>>>

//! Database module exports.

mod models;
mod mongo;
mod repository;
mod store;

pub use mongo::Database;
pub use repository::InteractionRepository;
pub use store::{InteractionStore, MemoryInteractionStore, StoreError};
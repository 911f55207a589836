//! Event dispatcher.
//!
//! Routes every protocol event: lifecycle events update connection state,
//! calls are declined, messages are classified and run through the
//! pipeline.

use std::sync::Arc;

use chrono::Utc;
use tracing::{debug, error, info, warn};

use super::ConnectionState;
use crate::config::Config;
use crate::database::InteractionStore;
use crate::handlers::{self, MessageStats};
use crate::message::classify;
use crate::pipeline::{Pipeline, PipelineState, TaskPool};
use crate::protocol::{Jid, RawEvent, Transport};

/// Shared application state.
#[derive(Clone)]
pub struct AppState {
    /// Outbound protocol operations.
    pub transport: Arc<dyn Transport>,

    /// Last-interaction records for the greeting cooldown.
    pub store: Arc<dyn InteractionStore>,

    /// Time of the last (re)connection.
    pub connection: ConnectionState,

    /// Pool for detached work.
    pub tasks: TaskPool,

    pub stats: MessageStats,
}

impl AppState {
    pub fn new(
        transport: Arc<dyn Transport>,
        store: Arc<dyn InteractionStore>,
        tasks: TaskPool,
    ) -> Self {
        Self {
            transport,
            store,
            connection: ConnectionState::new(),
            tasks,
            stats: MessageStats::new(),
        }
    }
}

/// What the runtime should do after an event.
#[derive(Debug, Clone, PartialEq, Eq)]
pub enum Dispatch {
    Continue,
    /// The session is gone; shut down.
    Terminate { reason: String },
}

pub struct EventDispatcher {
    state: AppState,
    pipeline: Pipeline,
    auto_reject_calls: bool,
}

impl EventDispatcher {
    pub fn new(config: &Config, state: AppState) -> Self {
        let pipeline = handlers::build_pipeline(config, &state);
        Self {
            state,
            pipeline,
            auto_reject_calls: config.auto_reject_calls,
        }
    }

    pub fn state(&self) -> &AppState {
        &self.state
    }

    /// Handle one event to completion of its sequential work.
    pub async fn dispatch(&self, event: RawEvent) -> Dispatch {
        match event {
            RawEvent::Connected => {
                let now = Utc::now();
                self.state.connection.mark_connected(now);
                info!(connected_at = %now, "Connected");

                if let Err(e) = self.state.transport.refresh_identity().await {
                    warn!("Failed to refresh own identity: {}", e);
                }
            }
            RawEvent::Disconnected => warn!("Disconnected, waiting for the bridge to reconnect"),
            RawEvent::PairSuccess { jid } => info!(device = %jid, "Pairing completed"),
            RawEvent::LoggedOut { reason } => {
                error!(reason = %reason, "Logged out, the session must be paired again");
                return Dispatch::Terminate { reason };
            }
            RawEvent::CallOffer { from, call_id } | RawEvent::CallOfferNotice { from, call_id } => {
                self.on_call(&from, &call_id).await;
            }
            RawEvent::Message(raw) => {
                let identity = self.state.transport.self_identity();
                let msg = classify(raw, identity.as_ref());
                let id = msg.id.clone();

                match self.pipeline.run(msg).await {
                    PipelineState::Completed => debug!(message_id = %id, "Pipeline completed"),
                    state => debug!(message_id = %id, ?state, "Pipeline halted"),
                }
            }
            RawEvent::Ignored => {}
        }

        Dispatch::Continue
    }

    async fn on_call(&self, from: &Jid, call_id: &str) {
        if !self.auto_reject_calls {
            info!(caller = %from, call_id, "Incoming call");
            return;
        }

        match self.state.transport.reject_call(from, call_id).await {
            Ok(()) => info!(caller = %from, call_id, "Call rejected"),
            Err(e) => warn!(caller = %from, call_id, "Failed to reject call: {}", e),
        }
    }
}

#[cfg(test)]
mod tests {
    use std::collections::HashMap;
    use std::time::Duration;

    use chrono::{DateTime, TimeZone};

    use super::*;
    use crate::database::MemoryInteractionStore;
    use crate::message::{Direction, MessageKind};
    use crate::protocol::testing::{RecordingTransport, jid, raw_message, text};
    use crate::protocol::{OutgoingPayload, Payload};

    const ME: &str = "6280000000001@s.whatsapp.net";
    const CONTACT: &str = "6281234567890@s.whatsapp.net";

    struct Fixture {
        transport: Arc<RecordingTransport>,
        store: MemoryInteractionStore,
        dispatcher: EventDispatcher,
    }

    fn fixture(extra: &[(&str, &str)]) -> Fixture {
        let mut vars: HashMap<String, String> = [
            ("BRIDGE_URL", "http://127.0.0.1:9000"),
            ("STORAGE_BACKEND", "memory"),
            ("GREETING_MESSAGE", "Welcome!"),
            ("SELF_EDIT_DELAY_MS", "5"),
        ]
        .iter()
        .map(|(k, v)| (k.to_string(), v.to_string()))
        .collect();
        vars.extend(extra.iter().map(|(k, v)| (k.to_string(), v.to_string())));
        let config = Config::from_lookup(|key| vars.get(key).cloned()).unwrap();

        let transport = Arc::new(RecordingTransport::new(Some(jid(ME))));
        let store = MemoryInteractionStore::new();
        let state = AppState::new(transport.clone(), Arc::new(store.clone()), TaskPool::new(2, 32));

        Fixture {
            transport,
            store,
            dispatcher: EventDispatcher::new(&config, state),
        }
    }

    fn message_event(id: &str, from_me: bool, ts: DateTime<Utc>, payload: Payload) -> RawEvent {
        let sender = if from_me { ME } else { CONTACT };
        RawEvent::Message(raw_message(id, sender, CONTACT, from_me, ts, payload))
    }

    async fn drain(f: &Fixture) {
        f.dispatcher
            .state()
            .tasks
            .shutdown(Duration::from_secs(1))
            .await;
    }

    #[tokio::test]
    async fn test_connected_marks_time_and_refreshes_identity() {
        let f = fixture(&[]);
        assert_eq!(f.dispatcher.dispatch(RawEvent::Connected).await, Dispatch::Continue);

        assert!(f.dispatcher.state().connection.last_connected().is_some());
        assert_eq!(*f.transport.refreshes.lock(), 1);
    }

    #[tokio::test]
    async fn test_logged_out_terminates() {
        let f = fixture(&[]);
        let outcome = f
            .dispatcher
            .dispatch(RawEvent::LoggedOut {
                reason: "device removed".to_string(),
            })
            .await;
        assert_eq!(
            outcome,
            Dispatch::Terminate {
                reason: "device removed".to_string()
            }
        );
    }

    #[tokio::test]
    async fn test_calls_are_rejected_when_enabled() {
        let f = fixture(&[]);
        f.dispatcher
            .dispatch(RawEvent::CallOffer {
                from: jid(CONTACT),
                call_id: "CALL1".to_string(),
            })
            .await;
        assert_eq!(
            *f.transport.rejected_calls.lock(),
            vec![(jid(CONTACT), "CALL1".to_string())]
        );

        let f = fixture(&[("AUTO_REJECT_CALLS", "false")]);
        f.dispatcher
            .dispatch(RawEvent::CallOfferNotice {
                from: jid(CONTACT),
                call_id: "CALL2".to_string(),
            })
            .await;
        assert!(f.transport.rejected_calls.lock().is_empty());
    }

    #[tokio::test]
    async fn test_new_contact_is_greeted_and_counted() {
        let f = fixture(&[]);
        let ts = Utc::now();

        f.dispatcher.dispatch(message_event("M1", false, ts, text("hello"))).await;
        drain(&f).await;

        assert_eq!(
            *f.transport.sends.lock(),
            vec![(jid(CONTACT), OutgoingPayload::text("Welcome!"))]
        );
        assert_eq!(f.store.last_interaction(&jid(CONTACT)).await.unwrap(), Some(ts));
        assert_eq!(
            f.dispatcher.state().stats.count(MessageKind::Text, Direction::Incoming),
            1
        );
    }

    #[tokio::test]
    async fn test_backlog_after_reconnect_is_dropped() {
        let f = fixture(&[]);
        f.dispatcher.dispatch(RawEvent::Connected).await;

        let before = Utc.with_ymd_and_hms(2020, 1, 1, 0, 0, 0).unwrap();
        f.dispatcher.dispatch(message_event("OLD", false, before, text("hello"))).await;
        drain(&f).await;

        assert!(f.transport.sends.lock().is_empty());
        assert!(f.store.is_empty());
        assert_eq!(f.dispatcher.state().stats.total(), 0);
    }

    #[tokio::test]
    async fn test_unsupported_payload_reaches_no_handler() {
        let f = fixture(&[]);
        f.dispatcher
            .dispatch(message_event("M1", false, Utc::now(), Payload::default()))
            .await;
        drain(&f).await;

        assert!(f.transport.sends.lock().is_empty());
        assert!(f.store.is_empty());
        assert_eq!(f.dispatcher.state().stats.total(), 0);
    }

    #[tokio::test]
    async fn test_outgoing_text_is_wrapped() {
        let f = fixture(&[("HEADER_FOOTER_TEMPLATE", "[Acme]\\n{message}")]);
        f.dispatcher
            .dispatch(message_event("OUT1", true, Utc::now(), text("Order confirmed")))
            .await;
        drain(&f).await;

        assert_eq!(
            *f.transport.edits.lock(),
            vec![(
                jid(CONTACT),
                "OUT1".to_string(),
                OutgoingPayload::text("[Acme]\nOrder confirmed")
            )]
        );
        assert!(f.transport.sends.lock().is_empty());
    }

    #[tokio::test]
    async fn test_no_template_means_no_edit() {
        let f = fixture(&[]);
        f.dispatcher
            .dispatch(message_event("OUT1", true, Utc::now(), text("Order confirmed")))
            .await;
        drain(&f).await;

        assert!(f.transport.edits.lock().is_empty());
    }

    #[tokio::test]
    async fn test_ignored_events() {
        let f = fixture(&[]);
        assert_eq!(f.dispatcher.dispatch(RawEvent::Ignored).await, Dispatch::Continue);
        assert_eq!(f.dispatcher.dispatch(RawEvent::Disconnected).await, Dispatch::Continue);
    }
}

<<<

:: Task item ::
Copy out the range of lines above starting at the line with "let sender = if" and ending at the line with "async fn test_connected_marks_time_and_refreshes_identity()", exactly and including both.

:: Reply ::
        let sender = if from_me { ME } else { CONTACT };
        RawEvent::Message(raw_message(id, sender, CONTACT, from_me, ts, payload))
    }

    async fn drain(f: &Fixture) {
        f.dispatcher
            .state()
            .tasks
            .shutdown(Duration::from_secs(1))
            .await;
    }

    #[tokio::test]
    async fn test_connected_marks_time_and_refreshes_identity() {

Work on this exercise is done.